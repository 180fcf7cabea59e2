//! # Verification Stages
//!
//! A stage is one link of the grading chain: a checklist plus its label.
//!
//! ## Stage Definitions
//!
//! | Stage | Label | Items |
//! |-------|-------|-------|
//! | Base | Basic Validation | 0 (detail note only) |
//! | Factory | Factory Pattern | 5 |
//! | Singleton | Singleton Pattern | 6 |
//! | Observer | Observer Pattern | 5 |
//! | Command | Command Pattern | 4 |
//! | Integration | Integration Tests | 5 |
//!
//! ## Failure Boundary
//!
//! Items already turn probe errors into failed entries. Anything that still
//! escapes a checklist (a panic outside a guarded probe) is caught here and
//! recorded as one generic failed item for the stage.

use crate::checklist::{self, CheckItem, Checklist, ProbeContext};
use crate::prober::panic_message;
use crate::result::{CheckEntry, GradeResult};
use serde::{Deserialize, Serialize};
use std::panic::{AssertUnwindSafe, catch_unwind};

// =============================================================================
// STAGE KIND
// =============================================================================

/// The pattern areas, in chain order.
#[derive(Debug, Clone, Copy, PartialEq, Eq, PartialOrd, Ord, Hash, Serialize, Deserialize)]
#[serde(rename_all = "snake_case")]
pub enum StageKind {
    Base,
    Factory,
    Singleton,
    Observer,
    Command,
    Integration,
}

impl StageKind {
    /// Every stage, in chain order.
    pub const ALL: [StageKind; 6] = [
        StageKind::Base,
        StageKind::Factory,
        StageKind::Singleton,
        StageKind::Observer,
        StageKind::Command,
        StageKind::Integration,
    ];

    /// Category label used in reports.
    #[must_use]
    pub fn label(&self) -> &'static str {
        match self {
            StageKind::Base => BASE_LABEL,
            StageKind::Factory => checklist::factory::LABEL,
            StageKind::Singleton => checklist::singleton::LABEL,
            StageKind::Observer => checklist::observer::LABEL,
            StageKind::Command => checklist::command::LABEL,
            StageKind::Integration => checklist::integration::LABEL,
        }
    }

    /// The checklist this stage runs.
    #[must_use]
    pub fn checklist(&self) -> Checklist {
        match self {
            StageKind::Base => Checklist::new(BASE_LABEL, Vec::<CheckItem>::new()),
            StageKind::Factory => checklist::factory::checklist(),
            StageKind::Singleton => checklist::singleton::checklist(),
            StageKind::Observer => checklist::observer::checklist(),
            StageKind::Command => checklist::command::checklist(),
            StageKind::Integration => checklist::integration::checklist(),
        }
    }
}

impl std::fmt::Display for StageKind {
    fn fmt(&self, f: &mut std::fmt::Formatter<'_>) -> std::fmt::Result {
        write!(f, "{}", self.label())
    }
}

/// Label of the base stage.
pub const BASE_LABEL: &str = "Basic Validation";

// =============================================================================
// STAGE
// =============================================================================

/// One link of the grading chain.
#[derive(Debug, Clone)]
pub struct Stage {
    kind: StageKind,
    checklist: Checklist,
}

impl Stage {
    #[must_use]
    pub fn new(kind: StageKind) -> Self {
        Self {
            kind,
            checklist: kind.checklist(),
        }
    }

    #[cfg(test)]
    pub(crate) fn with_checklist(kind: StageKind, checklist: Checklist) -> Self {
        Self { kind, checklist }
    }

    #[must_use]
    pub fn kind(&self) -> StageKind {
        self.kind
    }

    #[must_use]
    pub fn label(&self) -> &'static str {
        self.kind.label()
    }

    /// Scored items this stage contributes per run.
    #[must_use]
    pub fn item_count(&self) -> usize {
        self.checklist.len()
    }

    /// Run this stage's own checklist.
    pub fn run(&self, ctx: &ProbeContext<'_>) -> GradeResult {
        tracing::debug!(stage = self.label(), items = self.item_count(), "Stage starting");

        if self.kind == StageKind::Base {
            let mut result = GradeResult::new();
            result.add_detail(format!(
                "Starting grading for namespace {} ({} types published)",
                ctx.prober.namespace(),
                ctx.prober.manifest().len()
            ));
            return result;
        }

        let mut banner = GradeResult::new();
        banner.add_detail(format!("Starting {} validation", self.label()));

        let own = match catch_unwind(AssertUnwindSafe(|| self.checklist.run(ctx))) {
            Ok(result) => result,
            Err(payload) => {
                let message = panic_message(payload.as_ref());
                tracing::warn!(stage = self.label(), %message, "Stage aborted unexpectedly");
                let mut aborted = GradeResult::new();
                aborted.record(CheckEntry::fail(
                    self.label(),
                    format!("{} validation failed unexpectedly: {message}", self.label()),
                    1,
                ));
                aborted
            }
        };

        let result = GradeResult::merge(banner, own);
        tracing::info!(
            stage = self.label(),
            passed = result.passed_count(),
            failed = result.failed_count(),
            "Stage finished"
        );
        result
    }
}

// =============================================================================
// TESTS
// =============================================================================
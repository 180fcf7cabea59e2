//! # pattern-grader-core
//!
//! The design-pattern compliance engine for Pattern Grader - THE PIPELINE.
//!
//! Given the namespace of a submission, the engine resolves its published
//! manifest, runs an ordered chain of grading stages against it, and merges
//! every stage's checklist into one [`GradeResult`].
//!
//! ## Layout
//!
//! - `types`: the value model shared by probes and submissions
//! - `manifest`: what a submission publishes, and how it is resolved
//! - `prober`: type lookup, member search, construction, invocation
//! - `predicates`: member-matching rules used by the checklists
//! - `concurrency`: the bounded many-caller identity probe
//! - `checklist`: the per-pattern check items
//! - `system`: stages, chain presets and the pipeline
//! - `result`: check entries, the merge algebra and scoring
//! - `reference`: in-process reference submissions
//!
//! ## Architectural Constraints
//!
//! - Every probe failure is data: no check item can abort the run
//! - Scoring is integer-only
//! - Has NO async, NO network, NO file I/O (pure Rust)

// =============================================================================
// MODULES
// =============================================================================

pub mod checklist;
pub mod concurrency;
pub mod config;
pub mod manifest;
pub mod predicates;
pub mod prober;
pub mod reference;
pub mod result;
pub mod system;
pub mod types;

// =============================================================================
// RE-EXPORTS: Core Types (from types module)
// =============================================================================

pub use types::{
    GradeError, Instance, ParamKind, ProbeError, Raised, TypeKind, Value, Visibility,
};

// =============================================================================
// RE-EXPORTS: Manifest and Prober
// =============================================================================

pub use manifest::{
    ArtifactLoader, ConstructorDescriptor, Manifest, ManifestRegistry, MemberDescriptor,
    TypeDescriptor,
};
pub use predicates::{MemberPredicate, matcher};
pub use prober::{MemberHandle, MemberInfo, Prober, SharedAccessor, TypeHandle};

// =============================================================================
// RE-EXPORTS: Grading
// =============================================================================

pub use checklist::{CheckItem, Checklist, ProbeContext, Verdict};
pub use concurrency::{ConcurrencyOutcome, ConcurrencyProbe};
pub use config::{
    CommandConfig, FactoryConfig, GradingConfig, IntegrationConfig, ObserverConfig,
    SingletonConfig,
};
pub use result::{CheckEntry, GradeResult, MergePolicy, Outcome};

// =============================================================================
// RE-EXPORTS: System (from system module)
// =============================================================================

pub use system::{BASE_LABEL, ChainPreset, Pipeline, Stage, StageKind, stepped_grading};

----

Task directions - Show each line of the material holding "from".

Solution -
// RE-EXPORTS: Core Types (from types module)
// RE-EXPORTS: System (from system module)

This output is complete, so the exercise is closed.